The leveraged loan market has seen a significant increase in the number of sustainability linked leveraged loans issued in 2021. In this article, we will briefly discuss the recent updates to the Sustainability Linked Loan Principles ("SLLPs"), and the newly published Best Practice Guide (the "Guide"), before examining how the market has incorporated ESG provisions into leveraged loans and the related issues that borrowers and lenders will need to consider.

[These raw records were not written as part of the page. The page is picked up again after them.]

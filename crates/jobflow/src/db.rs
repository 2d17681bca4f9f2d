//! Pool construction and migration bootstrap, grounded in the teacher's `db.rs`.

use sqlx::postgres::PgPoolOptions;
use sqlx::PgPool;

pub async fn make_pool(database_url: &str, max_connections: u32) -> Result<PgPool, sqlx::Error> {
    PgPoolOptions::new()
        .max_connections(max_connections)
        .connect(database_url)
        .await
}

pub async fn run_migrations(pool: &PgPool) -> Result<(), sqlx::migrate::MigrateError> {
    sqlx::migrate!("./migrations").run(pool).await
}
//! In-process staging area for claimed-but-not-yet-running jobs (§4.6). Ordering key is
//! `(next_run_at ASC, priority DESC)`; the processor pops from the right (next due).

use std::collections::HashSet;

use crate::job::{JobId, JobRecord};

pub struct PriorityQueue {
    items: Vec<JobRecord>,
    handled: HashSet<JobId>,
}

impl PriorityQueue {
    pub fn new() -> Self {
        Self {
            items: Vec::new(),
            handled: HashSet::new(),
        }
    }

    pub fn len(&self) -> usize {
        self.items.len()
    }

    pub fn is_empty(&self) -> bool {
        self.items.is_empty()
    }

    fn order_key(job: &JobRecord) -> (std::cmp::Reverse<chrono::DateTime<chrono::Utc>>, i32) {
        let at = job.next_run_at.unwrap_or(job.created_at);
        (std::cmp::Reverse(at), job.priority)
    }

    /// Insert keeping the vector sorted ascending by `order_key`, so the next-due job is the
    /// last element (cheap to pop from the right).
    pub fn insert(&mut self, job: JobRecord) {
        let key = Self::order_key(&job);
        let pos = self
            .items
            .binary_search_by(|probe| Self::order_key(probe).cmp(&key))
            .unwrap_or_else(|e| e);
        self.items.insert(pos, job);
    }

    /// Remove by job id (the "remove-by-identity, with id fallback" operation from §4.6).
    pub fn remove(&mut self, id: JobId) -> Option<JobRecord> {
        let pos = self.items.iter().position(|j| j.id == id)?;
        self.handled.remove(&id);
        Some(self.items.remove(pos))
    }

    /// Pop the rightmost (next due) job unconditionally.
    pub fn pop_next(&mut self) -> Option<JobRecord> {
        let job = self.items.pop()?;
        self.handled.remove(&job.id);
        Some(job)
    }

    /// Scan right-to-left for the next job whose kind still has a free concurrency slot and
    /// that hasn't already been handled in the current admission pass. Returns the index so the
    /// caller can remove it once execution is actually admitted.
    pub fn find_next_runnable<F>(&self, mut has_slot: F) -> Option<usize>
    where
        F: FnMut(&str) -> bool,
    {
        for idx in (0..self.items.len()).rev() {
            let job = &self.items[idx];
            if self.handled.contains(&job.id) {
                continue;
            }
            if has_slot(&job.name) {
                return Some(idx);
            }
        }
        None
    }

    pub fn take_at(&mut self, idx: usize) -> JobRecord {
        let job = self.items.remove(idx);
        self.handled.remove(&job.id);
        job
    }

    pub fn mark_handled(&mut self, id: JobId) {
        self.handled.insert(id);
    }

    pub fn contains(&self, id: JobId) -> bool {
        self.items.iter().any(|j| j.id == id)
    }

    /// Reset the handled set at the start of a new admission pass (tick or notification wake),
    /// so a job denied a slot this pass is eligible again on the next one.
    pub fn clear_handled(&mut self) {
        self.handled.clear();
    }
}

impl Default for PriorityQueue {
    fn default() -> Self {
        Self::new()
    }
}
//! Unique/debounce coalescing rules (§4.5). Pure functions over `JobRecord` so they can be unit
//! tested without a database; the Postgres repository calls these between reading the existing
//! row (if any, by `(name, unique_key)`) and upserting.

use chrono::{DateTime, Utc};

use crate::job::{DebounceStrategy, JobRecord};

/// Apply debounce semantics to `incoming` given the `existing` stored row (if this unique key has
/// been seen before). `incoming.data` always wins (§4.5: "Job data is always overwritten by the
/// most recent save").
pub fn apply_debounce(incoming: &mut JobRecord, existing: Option<&JobRecord>, now: DateTime<Utc>) {
    let Some(opts) = incoming.debounce() else {
        return;
    };

    let Some(existing) = existing else {
        // First save of the burst.
        match opts.strategy {
            DebounceStrategy::Leading => {
                incoming.next_run_at = Some(now);
            }
            DebounceStrategy::Trailing => {
                incoming.next_run_at = Some(now + opts.delay);
                if opts.max_wait.is_some() {
                    incoming.debounce_started_at = Some(now);
                }
            }
        }
        return;
    };

    match opts.strategy {
        DebounceStrategy::Leading => {
            // Within `delay` of the first save: keep the original fire time, only `data` (and
            // whatever else the caller changed) updates.
            incoming.next_run_at = existing.next_run_at;
            incoming.debounce_started_at = existing.debounce_started_at;
        }
        DebounceStrategy::Trailing => {
            incoming.debounce_started_at = existing.debounce_started_at.or(Some(now));

            let started = incoming.debounce_started_at.unwrap_or(now);
            if let Some(max_wait) = opts.max_wait {
                if now - started >= max_wait {
                    incoming.next_run_at = Some(now);
                    incoming.debounce_started_at = None;
                    return;
                }
            }
            incoming.next_run_at = Some(now + opts.delay);
        }
    }
}

/// §3: a `Single`-type upsert whose existing `next_run_at` has already come due must not be
/// rescheduled backwards by a redundant `every(...)` call.
pub fn preserve_due_schedule(incoming: &mut JobRecord, existing: Option<&JobRecord>, now: DateTime<Utc>) {
    if incoming.debounce().is_some() {
        return;
    }
    if let Some(existing) = existing {
        if let Some(existing_next) = existing.next_run_at {
            if existing_next <= now {
                incoming.next_run_at = Some(existing_next);
            }
        }
    }
}

#[cfg(test)]
mod tests {
    use super::*;
    use crate::job::DebounceOpts;
    use serde_json::json;

    fn record_with(data: serde_json::Value) -> JobRecord {
        JobRecord::new("burst", data)
    }

    #[test]
    fn trailing_debounce_pushes_next_run_at_later_each_save() {
        let now = Utc::now();
        let delay = chrono::Duration::milliseconds(1000);

        let mut first = record_with(json!({"n": 1}));
        first.set_debounce(&DebounceOpts::trailing(delay));
        apply_debounce(&mut first, None, now);
        assert_eq!(first.next_run_at, Some(now + delay));

        let t2 = now + chrono::Duration::milliseconds(100);
        let mut second = record_with(json!({"n": 2}));
        second.set_debounce(&DebounceOpts::trailing(delay));
        apply_debounce(&mut second, Some(&first), t2);
        assert_eq!(second.next_run_at, Some(t2 + delay));
        // Latest payload wins.
        assert_eq!(second.data, json!({"n": 2}));
    }

    #[test]
    fn trailing_debounce_forces_run_at_max_wait() {
        let now = Utc::now();
        let delay = chrono::Duration::milliseconds(1000);
        let max_wait = chrono::Duration::milliseconds(500);

        let mut first = record_with(json!({}));
        first.set_debounce(&DebounceOpts::trailing(delay).max_wait(max_wait));
        apply_debounce(&mut first, None, now);
        let started = first.debounce_started_at.unwrap();
        assert_eq!(started, now);

        let past_max_wait = now + chrono::Duration::milliseconds(600);
        let mut second = record_with(json!({}));
        second.set_debounce(&DebounceOpts::trailing(delay).max_wait(max_wait));
        apply_debounce(&mut second, Some(&first), past_max_wait);

        assert_eq!(second.next_run_at, Some(past_max_wait));
        assert_eq!(second.debounce_started_at, None);
    }

    #[test]
    fn leading_debounce_fires_immediately_then_holds() {
        let now = Utc::now();
        let delay = chrono::Duration::milliseconds(1000);

        let mut first = record_with(json!({"n": 1}));
        first.set_debounce(&DebounceOpts::leading(delay));
        apply_debounce(&mut first, None, now);
        assert_eq!(first.next_run_at, Some(now));

        let t2 = now + chrono::Duration::milliseconds(200);
        let mut second = record_with(json!({"n": 2}));
        second.set_debounce(&DebounceOpts::leading(delay));
        apply_debounce(&mut second, Some(&first), t2);

        // next_run_at unchanged, but data reflects the latest save.
        assert_eq!(second.next_run_at, Some(now));
        assert_eq!(second.data, json!({"n": 2}));
    }

    #[test]
    fn single_upsert_does_not_reschedule_backwards_once_due() {
        let now = Utc::now();
        let mut existing = record_with(json!({}));
        existing.next_run_at = Some(now - chrono::Duration::seconds(5));

        let mut incoming = record_with(json!({}));
        incoming.next_run_at = Some(now + chrono::Duration::minutes(5));

        preserve_due_schedule(&mut incoming, Some(&existing), now);
        assert_eq!(incoming.next_run_at, existing.next_run_at);
    }
}
//! Optional fork-mode execution (§4.8, non-default): run a job's handler in a child process
//! instead of a task on the current runtime, for handlers that need OS-level isolation. The
//! child re-execs the current binary with `--run-forked-job <id>` and is expected to call
//! [`run_forked_job`] from its own `main`.

use std::process::Stdio;

use serde_json::Value;
use tokio::process::Command;

use crate::error::JobError;
use crate::job::JobId;
use crate::scheduler::Scheduler;

/// Spawn the current executable as a child process to run a single job by id, waiting for it to
/// exit. A non-zero exit status is reported as a handler error so the processor's normal
/// retry/DLQ path applies uniformly to in-process and forked jobs.
pub async fn run_in_child(current_exe: &std::path::Path, job_id: JobId) -> Result<(), JobError> {
    let status = Command::new(current_exe)
        .arg("--run-forked-job")
        .arg(job_id.to_string())
        .stdin(Stdio::null())
        .status()
        .await
        .map_err(|e| JobError::Handler(format!("failed to spawn forked job process: {e}")))?;

    if status.success() {
        Ok(())
    } else {
        Err(JobError::Handler(format!(
            "forked job process exited with {status}"
        )))
    }
}

/// Entry point a binary's `main` calls when invoked with `--run-forked-job <id>`: load the job,
/// resolve its kind's definition from a scheduler configured identically to the parent process,
/// and run the handler directly (no processor loop, no concurrency gating — the parent already
/// accounted for this as one slot).
pub async fn run_forked_job(scheduler: &Scheduler, job_id: JobId) -> Result<Value, JobError> {
    let record = scheduler
        .repository()
        .get_job_by_id(job_id)
        .await?
        .ok_or_else(|| JobError::NotFound(job_id.to_string()))?;

    let definition = scheduler
        .definition(&record.name)
        .await
        .ok_or_else(|| JobError::NotDefined(record.name.clone()))?;

    let job = crate::job::Job::new(record, scheduler.weak());
    (definition.handler)(job).await
}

This article first appeared in the November 2021 issue of Butterworth's Journal of International Banking and Financial Law

 

Key points

  • The leveraged loan market has seen a significant increase in the number of sustainability-linked leveraged loans issued since the beginning of 2021.
  • Although the Sustainability-Linked Loan Principles provide a voluntary framework for market participants to adopt, we are far from reaching documentary standardisation and drafting continues to be deal-specific.

 

ESG is Everywhere

Such is the extent to which environmental concerns dominate the global agenda, that for some time now it has been impossible to open a newspaper and not find an article related to climate change or the transition to net zero. Greta Thunberg and Extinction Rebellion have become household names as awareness of global warming, carbon footprints and our impact on the planet has skyrocketed, meaning that you cannot avoid the E in ESG. Furthermore, after the tumultuousness of 2020, attention is by no means limited just to the environmental pillar. Events such as the global coronavirus pandemic and the Black Lives Matter movement dominated headlines and raised to the forefront issues relating to the social and governance pillars.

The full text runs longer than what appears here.